Regular participation in leisure time activities and high cardiovascular fitness improve motor sequence learning in older adults

Auteurs: K. Zwingmann, L. Hübner, W. B. Verwey, J. S. Barnhoorn, B. Godde, C. Voelcker-Rehage

Gepubliceerd in: Psychological Research | Uitgave 4/2021

Abstract

Introduction

Older adults show higher interindividual performance variability during the learning of new motor sequences than younger adults. It is largely unknown what factors contribute to this variability. This study aimed to, first, characterize age differences in motor sequence learning and, second, examine influencing factors for interindividual performance differences.

Method

30 young adults (age M = 21.89, SD = 2.08, 20 female) and 29 older adults (age M = 69.55, SD = 3.03, 18 female) participated in the study. Motor sequence learning was assessed with a discrete sequence production (DSP) task, requiring key presses to a sequence of visual stimuli. Three DSP practice phases (á 8 blocks × 16 sequences, two six-element sequences) and two transfer blocks (new untrained sequences) were performed. Older participants conducted the Mini-Mental Status Examination and a visuospatial working-memory task.

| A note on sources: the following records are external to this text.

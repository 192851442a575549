use anyhow::{bail, Context, Result};
use console::style;
use git_process::git::{CheckoutOptions, ErrorKind, ReadRepository, WorkingRepository};
use inquire::Select;

use super::{open_repository, print_json};

pub fn handle_checkout(branch: Option<&str>, json: bool) -> Result<()> {
    let repo = open_repository()?;

    let target = match branch {
        Some(name) => name.to_string(),
        None => pick_branch(&repo)?,
    };

    let branch = match repo.checkout(&CheckoutOptions::new(target.as_str())) {
        Ok(branch) => branch,
        Err(e) if e.kind() == ErrorKind::Conflict => {
            eprintln!(
                "{} Local changes would be overwritten; commit or stash them first",
                style("⚠").yellow().bold()
            );
            return Err(e).context(format!("Cannot switch to '{target}'"));
        }
        Err(e) => return Err(e).context(format!("Cannot switch to '{target}'")),
    };

    if json {
        return print_json(&branch);
    }

    println!(
        "{} Switched to branch: {}",
        style("✓").green().bold(),
        style(&branch.name).cyan()
    );
    Ok(())
}

fn pick_branch(repo: &dyn ReadRepository) -> Result<String> {
    let mut branches = repo.list_branches().context("Failed to list branches")?;
    if branches.is_empty() {
        bail!("No branches found");
    }
    branches.sort();

    Select::new("Select a branch:", branches)
        .prompt()
        .context("Selection cancelled")
}
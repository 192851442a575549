//! Branch lifecycle automation on top of libgit2.
//!
//! A [`Repository`](git::Repository) exposes fetch, checkout and commit
//! creation against a working copy; [`workflows`] compose those into
//! higher-level operations such as starting a feature branch.

pub mod config;
pub mod git;
pub mod workflows;

#[cfg(test)]
mod test_utils;

pub use config::Settings;
pub use git::{Error, ErrorKind, Repository, Result};
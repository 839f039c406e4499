//! Anchor overlap detection
//!
//! "Same issue" has no formal definition, so overlap is a pluggable
//! [`OverlapDetector`]. [`TextOverlap`] is the default heuristic.

use std::collections::HashSet;

use crate::finding::Anchor;

/// Decides whether two anchors point at the same span of text.
pub trait OverlapDetector: Send + Sync {
    fn overlaps(&self, a: &Anchor, b: &Anchor) -> bool;
}

/// Text heuristic, checked in order:
///
/// 1. different paragraphs never overlap;
/// 2. if both anchors name a sentence, overlap iff the ids match;
/// 3. normalised quotes are equal or one contains the other;
/// 4. shared words exceed `word_overlap_ratio` of the smaller word set;
/// 5. any word n-gram with `n >= min_ngram` is shared (longest first).
#[derive(Debug, Clone, Copy, PartialEq)]
pub struct TextOverlap {
    pub word_overlap_ratio: f64,
    pub min_ngram: usize,
}

impl Default for TextOverlap {
    fn default() -> Self {
        Self {
            word_overlap_ratio: 0.5,
            min_ngram: 2,
        }
    }
}

impl OverlapDetector for TextOverlap {
    fn overlaps(&self, a: &Anchor, b: &Anchor) -> bool {
        if a.paragraph_id != b.paragraph_id {
            return false;
        }
        if let (Some(sa), Some(sb)) = (&a.sentence_id, &b.sentence_id) {
            return sa == sb;
        }

        let ta = a.quoted_text.trim().to_lowercase();
        let tb = b.quoted_text.trim().to_lowercase();
        if ta.is_empty() || tb.is_empty() {
            return false;
        }
        if ta == tb || ta.contains(&tb) || tb.contains(&ta) {
            return true;
        }

        let wa: Vec<&str> = ta.split_whitespace().collect();
        let wb: Vec<&str> = tb.split_whitespace().collect();
        let sa: HashSet<&str> = wa.iter().copied().collect();
        let sb: HashSet<&str> = wb.iter().copied().collect();
        let smaller = sa.len().min(sb.len());
        if smaller > 0 {
            let shared = sa.intersection(&sb).count();
            if shared as f64 / smaller as f64 > self.word_overlap_ratio {
                return true;
            }
        }

        self.shares_ngram(&wa, &wb)
    }
}

impl TextOverlap {
    fn shares_ngram(&self, wa: &[&str], wb: &[&str]) -> bool {
        let longest = wa.len().min(wb.len());
        let shortest = self.min_ngram.max(1);
        (shortest..=longest).rev().any(|n| {
            let grams: HashSet<&[&str]> = wa.windows(n).collect();
            wb.windows(n).any(|w| grams.contains(w))
        })
    }
}

#[cfg(test)]
mod tests {
    use super::*;

    fn anchor(paragraph: &str, sentence: Option<&str>, quote: &str) -> Anchor {
        Anchor::new(paragraph, sentence.map(str::to_string), quote).unwrap()
    }

    fn overlaps(a: &Anchor, b: &Anchor) -> bool {
        TextOverlap::default().overlaps(a, b)
    }

    #[test]
    fn test_different_paragraphs_never_overlap() {
        assert!(!overlaps(&anchor("p1", None, "same"), &anchor("p2", None, "same")));
    }

    #[test]
    fn test_sentence_ids_decide_when_both_present() {
        assert!(overlaps(
            &anchor("p1", Some("s1"), "alpha beta"),
            &anchor("p1", Some("s1"), "gamma delta")
        ));
        assert!(!overlaps(
            &anchor("p1", Some("s1"), "alpha beta"),
            &anchor("p1", Some("s2"), "alpha beta")
        ));
    }

    #[test]
    fn test_substring_is_case_insensitive() {
        assert!(overlaps(
            &anchor("p_002", None, "sample size of 10 participants"),
            &anchor("p_002", None, "  Sample size of 10 ")
        ));
    }

    #[test]
    fn test_word_overlap_above_half() {
        // 2 of 3 shared words in the smaller set.
        assert!(overlaps(
            &anchor("p1", None, "results clearly significant"),
            &anchor("p1", None, "significant results were not shown here")
        ));
    }

    #[test]
    fn test_shared_bigram() {
        // 2 of 5 shared words is below half, but "control group" is shared.
        assert!(overlaps(
            &anchor("p1", None, "the control group was small"),
            &anchor("p1", None, "no blinding of control group members")
        ));
    }

    #[test]
    fn test_disjoint_quotes() {
        assert!(!overlaps(
            &anchor("p1", None, "recruitment ran long"),
            &anchor("p1", None, "effect sizes are missing")
        ));
    }

    #[test]
    fn test_single_shared_word_is_not_enough() {
        assert!(!overlaps(
            &anchor("p1", None, "the cohort was young and healthy"),
            &anchor("p1", None, "attrition in the final wave")
        ));
    }
}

All participants finished a questionnaire on everyday leisure activities and a cardiovascular fitness test.

Results

Performance speed increased with practice in both groups, but young improved more than older adults (significant Group × Time effect for response time, F(1,5) = 4.353, p = 0.004, \(\eta_{p}^{2}\) = 0.071). Accuracy did not change in any age group (non-significant Group × Time effect for error rates, F(1,5) = 2.130, p = 0.091, \(\eta_{p}^{2}\) = 0.036). Older adults revealed lower transfer costs for performance speed (significant Time × Group effect, e.g., simple sequence, F(1,2) = 10.511, p = 0.002, \(\eta_{p}^{2}\) = 0.156). High participation in leisure time activities (β = − 0.58, p = 0.010, R² = 0.45) and high cardiovascular fitness (β = − 0.49, p = 0.011, R² = 0.45) predicted successful motor sequence learning in older adults.

Discussion

Results confirmed impaired motor learning in older adults. Younger adults seem to show a better implicit knowledge of the practiced sequences compared to older adults. Regular participation in leisure time activities and cardiovascular fitness seem to prevent age-related decline and to facilitate motor sequence performance and motor sequence learning in older adults.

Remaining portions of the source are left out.